Biden administration withdraws approval for road through Alaskan refuge after previously defending it in court

Interior Secretary Haaland speaks during a Senate Appropriations subcommittee hearing on the budget, Wednesday, July 13, 2022, on Capitol Hill in Washington. (AP Photo/Mariam Zuhaib)

The Biden administration on Tuesday announced its withdrawal of a Trump-era land swap in southwestern Alaska that it once defended in court, a day after its approval of an Alaskan oil project sparked outrage from environmentalists.

In a statement Tuesday afternoon, Interior Secretary Deb Haaland said she has withdrawn the 2019 land exchange between the federal government and the King Cove Corporation, which would have allowed the corporation to construct a road through the Izembek National Wildlife Refuge.

The Biden Justice Department previously defended the exchange in court in March 2021, shortly before Haaland’s confirmation, continuing the Trump administration’s appeal of a 2020 decision rejecting the exchange. The following May, the 9th Circuit Court of Appeals ruled in favor of the swap, which advocates have said is necessary to connect the community to medical resources. Other proponents included Alaska Sen. Lisa Murkowski (R), the only Republican on the Senate Energy Committee to back Haaland’s confirmation.
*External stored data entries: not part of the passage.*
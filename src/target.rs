//! Target description: architecture, data model and register conventions.

use crate::asm::Reg;
use crate::ir::kind::Value;
use thiserror::Error;

#[derive(Debug, Clone, Copy, PartialEq, Eq)]
pub enum Architecture {
    AArch64,
}

#[derive(Debug, Clone, Copy, PartialEq, Eq)]
pub enum Endianness {
    Little,
    Big,
}

/// Failure to serialise a literal into the scalar literal area.
#[derive(Debug, Error, PartialEq, Eq, Clone)]
pub enum LiteralError {
    #[error("reference literal {0} cannot be stored as scalar bytes")]
    NotScalar(String),
    #[error("scalar literal at index {index} does not start at byte offset {offset}")]
    Misplaced { index: usize, offset: usize },
}

/// Sizes and byte order of values in memory.
#[derive(Debug, Clone, Copy, PartialEq, Eq)]
pub struct DataModel {
    pub word_width: usize,
    pub endianness: Endianness,
}

impl DataModel {
    /// Append the memory image of a scalar value.
    pub fn write(&self, value: &Value, out: &mut Vec<u8>) -> Result<(), LiteralError> {
        let width = match value {
            Value::Int(_) => 4,
            Value::Long(_) | Value::Double(_) | Value::Word(_) => self.word_width,
            Value::Reference(_) | Value::Null => {
                return Err(LiteralError::NotScalar(value.to_string()));
            }
        };
        let bits = value.to_bits();
        match self.endianness {
            Endianness::Little => out.extend_from_slice(&bits.to_le_bytes()[..width]),
            Endianness::Big => out.extend_from_slice(&bits.to_be_bytes()[8 - width..]),
        }
        Ok(())
    }
}

/// Register roles of the calling convention.
#[derive(Debug, Clone, PartialEq, Eq)]
pub struct RegisterConfig {
    /// Registers available to the allocator. Also the bit order of register
    /// reference maps.
    pub allocatable: Vec<Reg>,
    pub arguments: Vec<Reg>,
    pub return_value: Reg,
    /// Scratch registers reserved for the emitter (spill reloads, constants).
    pub scratch: [Reg; 3],
    /// Holds the address of the safepoint polling page.
    pub safepoint_latch: Reg,
    pub frame_pointer: Reg,
    pub link: Reg,
    pub stack_pointer: Reg,
}

impl RegisterConfig {
    pub fn aarch64() -> Self {
        Self {
            allocatable: vec![
                Reg::X9, Reg::X10, Reg::X11, Reg::X12, Reg::X13, Reg::X14, Reg::X15,
            ],
            arguments: vec![
                Reg::X0, Reg::X1, Reg::X2, Reg::X3, Reg::X4, Reg::X5, Reg::X6, Reg::X7,
            ],
            return_value: Reg::X0,
            scratch: [Reg::X16, Reg::X17, Reg::X8],
            safepoint_latch: Reg::X28,
            frame_pointer: Reg::Fp,
            link: Reg::Lr,
            stack_pointer: Reg::Sp,
        }
    }

    /// Position of `reg` in the register reference-map order.
    pub fn reference_map_index(&self, reg: Reg) -> Option<usize> {
        self.allocatable.iter().position(|&r| r == reg)
    }

    /// Bytes needed for one register reference map.
    pub fn register_map_bytes(&self) -> usize {
        self.allocatable.len().div_ceil(8)
    }
}

/// Everything the back end needs to know about the machine.
#[derive(Debug, Clone, PartialEq, Eq)]
pub struct Target {
    pub arch: Architecture,
    pub data_model: DataModel,
    pub reference_size: usize,
    pub stack_alignment: usize,
    /// Alignment of each region of a target bundle.
    pub bundle_alignment: usize,
    pub instruction_width: usize,
    pub page_size: usize,
    pub registers: RegisterConfig,
}

impl Target {
    pub fn aarch64() -> Self {
        Self {
            arch: Architecture::AArch64,
            data_model: DataModel { word_width: 8, endianness: Endianness::Little },
            reference_size: 8,
            stack_alignment: 16,
            bundle_alignment: 8,
            instruction_width: 4,
            page_size: 4096,
            registers: RegisterConfig::aarch64(),
        }
    }

    /// Round `size` up to the stack alignment.
    pub fn align_frame(&self, size: usize) -> usize {
        size.next_multiple_of(self.stack_alignment)
    }
}

#[cfg(test)]
mod tests {
    use super::*;
    use crate::ir::kind::ObjectRef;

    #[test]
    fn test_write_little_endian() {
        let model = Target::aarch64().data_model;
        let mut out = Vec::new();
        model.write(&Value::Int(-2), &mut out).unwrap();
        model.write(&Value::Long(0x0102030405060708), &mut out).unwrap();
        assert_eq!(out, vec![0xFE, 0xFF, 0xFF, 0xFF, 8, 7, 6, 5, 4, 3, 2, 1]);
    }

    #[test]
    fn test_references_are_not_scalar() {
        let model = Target::aarch64().data_model;
        let mut out = Vec::new();
        assert!(model.write(&Value::Reference(ObjectRef(4)), &mut out).is_err());
        assert!(out.is_empty());
    }

    #[test]
    fn test_register_map_order() {
        let regs = RegisterConfig::aarch64();
        assert_eq!(regs.reference_map_index(Reg::X9), Some(0));
        assert_eq!(regs.reference_map_index(Reg::X0), None);
        assert_eq!(regs.register_map_bytes(), 1);
    }
}
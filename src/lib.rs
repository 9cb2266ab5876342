//! cpsjit - a compiler back end for a small typed stack bytecode.
//!
//! Methods are built into a CPS-style graph (CIR), optimised, lowered to a
//! register-level IR (EIR), allocated and emitted as AArch64 bundles that
//! are placed, found and linked by the code manager.

pub mod asm;
pub mod code;
pub mod codegen;
pub mod compiler;
pub mod config;
pub mod gc;
pub mod ir;
pub mod regalloc;
pub mod target;

pub use code::CodeManager;
pub use codegen::TargetMethod;
pub use compiler::{CompileError, Compiler};
pub use config::CompilerConfig;
pub use ir::{BytecodeMethod, MethodKey, Program};
pub use target::Target;
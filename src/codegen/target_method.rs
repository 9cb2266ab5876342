//! Compiled methods.
//!
//! A [`TargetMethod`] is created empty, filled by exactly one
//! [`TargetMethod::set_generated`] call and then only read. Positions are
//! byte offsets from the start of the method's code.

use super::CodegenError;
use crate::ir::bytecode::MethodKey;
use crate::ir::kind::ObjectRef;
use std::fmt::Write as _;
use std::sync::OnceLock;

/// Bit set in a direct-call stop position when the callee is a native
/// function.
pub const NATIVE_FUNCTION_CALL: u32 = 1 << 31;

/// Catch tables as parallel arrays. A handler position of 0 means the range
/// has no handler.
#[derive(Debug, Clone, Default, PartialEq, Eq)]
pub struct CatchTable {
    pub range_positions: Vec<u32>,
    pub block_positions: Vec<u32>,
}

impl CatchTable {
    pub const fn new() -> Self {
        Self { range_positions: Vec::new(), block_positions: Vec::new() }
    }

    pub fn is_empty(&self) -> bool {
        self.range_positions.is_empty()
    }

    /// Ranges with the "no handler" sentinel made explicit.
    pub fn decode(&self) -> Vec<(u32, Option<u32>)> {
        self.range_positions
            .iter()
            .zip(&self.block_positions)
            .map(|(&range, &block)| (range, (block != 0).then_some(block)))
            .collect()
    }
}

/// Everything produced for one method, published in one step.
#[derive(Debug, Clone, Default, PartialEq, Eq)]
pub struct Generated {
    pub region: usize,
    /// Absolute address of the bundle.
    pub start: u64,
    /// Offset of the code within the bundle.
    pub code_offset: usize,
    pub frame_size: u32,
    pub scalar_literals: Vec<u8>,
    pub reference_literals: Vec<ObjectRef>,
    pub code: Vec<u8>,
    /// `[direct][indirect][safepoint]` positions.
    pub stop_positions: Vec<u32>,
    pub direct_callees: Vec<MethodKey>,
    pub indirect_calls: usize,
    pub safepoints: usize,
    pub frame_map_bytes: usize,
    pub register_map_bytes: usize,
    pub reference_maps: Vec<u8>,
    /// LEB128 bytecode position of each stop.
    pub frame_descriptors: Vec<u8>,
    pub catch_table: CatchTable,
    /// Encoded inline-data descriptors.
    pub inline_data: Vec<u8>,
}

static NOT_GENERATED: Generated = Generated {
    region: 0,
    start: 0,
    code_offset: 0,
    frame_size: 0,
    scalar_literals: Vec::new(),
    reference_literals: Vec::new(),
    code: Vec::new(),
    stop_positions: Vec::new(),
    direct_callees: Vec::new(),
    indirect_calls: 0,
    safepoints: 0,
    frame_map_bytes: 0,
    register_map_bytes: 0,
    reference_maps: Vec::new(),
    frame_descriptors: Vec::new(),
    catch_table: CatchTable::new(),
    inline_data: Vec::new(),
};

#[derive(Debug)]
pub struct TargetMethod {
    key: MethodKey,
    generated: OnceLock<Generated>,
}

impl TargetMethod {
    pub fn new(key: MethodKey) -> Self {
        Self { key, generated: OnceLock::new() }
    }

    pub fn key(&self) -> &MethodKey {
        &self.key
    }

    /// Publish the compiled code. Fails if called twice.
    pub fn set_generated(&self, generated: Generated) -> Result<(), CodegenError> {
        self.generated
            .set(generated)
            .map_err(|_| CodegenError::AlreadyGenerated(self.key.to_string()))
    }

    pub fn is_generated(&self) -> bool {
        self.generated.get().is_some()
    }

    fn g(&self) -> &Generated {
        self.generated.get().unwrap_or(&NOT_GENERATED)
    }

    pub fn region(&self) -> usize {
        self.g().region
    }

    pub fn start(&self) -> u64 {
        self.g().start
    }

    pub fn code_start(&self) -> u64 {
        self.g().start + self.g().code_offset as u64
    }

    pub fn code_end(&self) -> u64 {
        self.code_start() + self.g().code.len() as u64
    }

    /// Whether `address` falls inside this method's bundle.
    pub fn contains(&self, address: u64) -> bool {
        self.is_generated() && self.start() <= address && address < self.code_end()
    }

    pub fn frame_size(&self) -> u32 {
        self.g().frame_size
    }

    pub fn code(&self) -> &[u8] {
        &self.g().code
    }

    pub fn scalar_literals(&self) -> &[u8] {
        &self.g().scalar_literals
    }

    pub fn reference_literals(&self) -> &[ObjectRef] {
        &self.g().reference_literals
    }

    pub fn stop_positions(&self) -> &[u32] {
        &self.g().stop_positions
    }

    pub fn direct_calls(&self) -> usize {
        self.g().direct_callees.len()
    }

    pub fn indirect_calls(&self) -> usize {
        self.g().indirect_calls
    }

    pub fn safepoints(&self) -> usize {
        self.g().safepoints
    }

    pub fn direct_callees(&self) -> &[MethodKey] {
        &self.g().direct_callees
    }

    /// Code position of stop `index`, without call-kind bits.
    pub fn stop_position(&self, index: usize) -> Option<u32> {
        self.stop_positions().get(index).map(|p| p & !NATIVE_FUNCTION_CALL)
    }

    pub fn is_native_call(&self, index: usize) -> bool {
        index < self.direct_calls() && self.stop_positions()[index] & NATIVE_FUNCTION_CALL != 0
    }

    /// Index of the stop at `position`.
    pub fn stop_index_for(&self, position: u32) -> Option<usize> {
        (0..self.stop_positions().len()).find(|&i| self.stop_position(i) == Some(position))
    }

    pub fn catch_table(&self) -> &CatchTable {
        &self.g().catch_table
    }

    /// Handler entry for an exception raised at `throw_position`.
    pub fn catch_position_for(&self, throw_position: u32) -> Option<u32> {
        self.catch_table()
            .decode()
            .into_iter()
            .take_while(|&(range, _)| range <= throw_position)
            .last()
            .and_then(|(_, block)| block)
    }

    pub fn frame_map_bytes(&self) -> usize {
        self.g().frame_map_bytes
    }

    pub fn register_map_bytes(&self) -> usize {
        self.g().register_map_bytes
    }

    pub fn reference_maps(&self) -> &[u8] {
        &self.g().reference_maps
    }

    /// Frame reference map of stop `index`.
    pub fn frame_map(&self, index: usize) -> Option<&[u8]> {
        let size = self.frame_map_bytes();
        (index < self.stop_positions().len()).then(|| &self.reference_maps()[index * size..(index + 1) * size])
    }

    /// Register reference map of safepoint `index` (counted among
    /// safepoints only).
    pub fn register_map(&self, index: usize) -> Option<&[u8]> {
        if index >= self.safepoints() {
            return None;
        }
        let base = self.stop_positions().len() * self.frame_map_bytes();
        let size = self.register_map_bytes();
        Some(&self.reference_maps()[base + index * size..base + (index + 1) * size])
    }

    /// Bytecode position recorded for stop `index`.
    pub fn bytecode_position(&self, index: usize) -> Option<usize> {
        let mut bytes = self.g().frame_descriptors.as_slice();
        let mut current = 0;
        while !bytes.is_empty() {
            let (value, used) = read_leb128(bytes)?;
            if current == index {
                return Some(value as usize);
            }
            bytes = &bytes[used..];
            current += 1;
        }
        None
    }

    pub fn inline_data(&self) -> &[u8] {
        &self.g().inline_data
    }

    /// One line per stop listing the spill slots and registers holding
    /// references.
    pub fn reference_map_dump(&self, register_names: &[&str]) -> String {
        let mut out = String::new();
        let direct = self.direct_calls();
        let indirect = self.indirect_calls();
        for index in 0..self.stop_positions().len() {
            let kind = if index < direct {
                if self.is_native_call(index) { "native" } else { "direct" }
            } else if index < direct + indirect {
                "indirect"
            } else {
                "safepoint"
            };
            let position = self.stop_position(index).unwrap_or(0);
            let _ = write!(out, "stop {index} @ {position:#x} {kind}");
            if let Some(bci) = self.bytecode_position(index) {
                let _ = write!(out, " bci {bci}");
            }
            let slots: Vec<String> = self
                .frame_map(index)
                .map(set_bits)
                .unwrap_or_default()
                .into_iter()
                .map(|slot| format!("[sp, #{}]", slot * 8))
                .collect();
            let _ = write!(out, " frame {{{}}}", slots.join(", "));
            if index >= direct + indirect {
                let regs: Vec<String> = self
                    .register_map(index - direct - indirect)
                    .map(set_bits)
                    .unwrap_or_default()
                    .into_iter()
                    .map(|bit| register_names.get(bit).map_or_else(|| format!("r{bit}"), |n| n.to_string()))
                    .collect();
                let _ = write!(out, " registers {{{}}}", regs.join(", "));
            }
            out.push('\n');
        }
        out
    }
}

fn set_bits(map: &[u8]) -> Vec<usize> {
    (0..map.len() * 8).filter(|&bit| map[bit / 8] & (1 << (bit % 8)) != 0).collect()
}

pub fn write_leb128(mut value: u64, out: &mut Vec<u8>) {
    loop {
        let byte = (value & 0x7F) as u8;
        value >>= 7;
        if value == 0 {
            out.push(byte);
            return;
        }
        out.push(byte | 0x80);
    }
}

/// Decode one value; returns it and the number of bytes read.
pub fn read_leb128(bytes: &[u8]) -> Option<(u64, usize)> {
    let mut value = 0u64;
    for (i, &byte) in bytes.iter().enumerate().take(10) {
        value |= ((byte & 0x7F) as u64) << (7 * i);
        if byte & 0x80 == 0 {
            return Some((value, i + 1));
        }
    }
    None
}

#[cfg(test)]
mod tests {
    use super::*;

    fn generated() -> Generated {
        let mut descriptors = Vec::new();
        for bci in [3u64, 200, 7] {
            write_leb128(bci, &mut descriptors);
        }
        Generated {
            start: 0x1000,
            code_offset: 16,
            code: vec![0; 64],
            stop_positions: vec![8 | NATIVE_FUNCTION_CALL, 20, 40],
            direct_callees: vec![MethodKey::new("T", "n", "()V")],
            indirect_calls: 1,
            safepoints: 1,
            frame_map_bytes: 1,
            register_map_bytes: 1,
            reference_maps: vec![0b01, 0b10, 0b00, 0b100],
            frame_descriptors: descriptors,
            catch_table: CatchTable { range_positions: vec![0, 16, 32], block_positions: vec![0, 48, 0] },
            ..Generated::default()
        }
    }

    #[test]
    fn test_set_generated_once() {
        let tm = TargetMethod::new(MethodKey::new("T", "m", "()V"));
        assert!(!tm.is_generated());
        assert_eq!(tm.code(), &[] as &[u8]);
        tm.set_generated(generated()).unwrap();
        assert!(matches!(tm.set_generated(generated()), Err(CodegenError::AlreadyGenerated(_))));
        assert_eq!(tm.code_start(), 0x1010);
        assert!(tm.contains(0x1000));
        assert!(!tm.contains(0x1050));
    }

    #[test]
    fn test_stop_lookup_strips_native_bit() {
        let tm = TargetMethod::new(MethodKey::new("T", "m", "()V"));
        tm.set_generated(generated()).unwrap();
        assert!(tm.is_native_call(0));
        assert!(!tm.is_native_call(1));
        assert_eq!(tm.stop_index_for(8), Some(0));
        assert_eq!(tm.stop_index_for(40), Some(2));
        assert_eq!(tm.stop_index_for(12), None);
        assert_eq!(tm.bytecode_position(1), Some(200));
    }

    #[test]
    fn test_catch_position_sentinel() {
        let tm = TargetMethod::new(MethodKey::new("T", "m", "()V"));
        tm.set_generated(generated()).unwrap();
        assert_eq!(tm.catch_position_for(4), None);
        assert_eq!(tm.catch_position_for(16), Some(48));
        assert_eq!(tm.catch_position_for(31), Some(48));
        assert_eq!(tm.catch_position_for(36), None);
        assert_eq!(tm.catch_table().decode()[0], (0, None));
    }

    #[test]
    fn test_reference_maps_and_dump() {
        let tm = TargetMethod::new(MethodKey::new("T", "m", "()V"));
        tm.set_generated(generated()).unwrap();
        assert_eq!(tm.frame_map(1), Some(&[0b10u8][..]));
        assert_eq!(tm.register_map(0), Some(&[0b100u8][..]));
        assert_eq!(tm.register_map(1), None);
        let dump = tm.reference_map_dump(&["x9", "x10", "x11"]);
        assert!(dump.contains("stop 0 @ 0x8 native bci 3 frame {[sp, #0]}"));
        assert!(dump.contains("stop 2 @ 0x28 safepoint bci 7 frame {} registers {x11}"));
    }

    #[test]
    fn test_leb128() {
        let mut out = Vec::new();
        write_leb128(300, &mut out);
        assert_eq!(out, vec![0xAC, 0x02]);
        assert_eq!(read_leb128(&out), Some((300, 2)));
    }
}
That August, the Interior Department filed a brief in opposition to rehearing the decision, saying in a statement “any acquisition of Refuge land in Alaska through a land exchange must satisfy the purposes of conservation and protection of subsistence uses and habitat under the Alaska National Interest Lands Conservation Act. The brief is not about the merits of this land exchange, which is an issue that remains to be addressed in litigation before a lower court and, ultimately, by the Department.”

Asked about the administration’s previous defense of the swap Tuesday, an Interior Department spokesperson referred The Hill to the statement accompanying that brief.

In her announcement, Haaland said the department has identified “several procedural flaws” that contravened department policy in the 2019 exchange, and that it will conduct its own environmental analysis.

“The debate around approving the construction of a road to connect the people of King Cove to life-saving resources has created a false choice, seeded over many years, between valuing conservation and wildlife or upholding our commitments to Indigenous communities. I reject that binary choice,” she wrote.

The department cited former President Jimmy Carter’s unusual step of filing a brief in the 9th Circuit arguing the approval was inconsistent with the Alaska National Interest Conservation Act, which he signed in 1980 to create the refuge.

The Interior announcement comes a day after the department formally approved the Willow Project, a large-scale oil drilling project in northwestern Alaska proposed by ConocoPhillips. The approval sparked outrage from many of Haaland and President Biden’s allies in the environmental movement, who accused them of undermining their own climate goals by approving a project estimated to cause major increases in carbon emissions.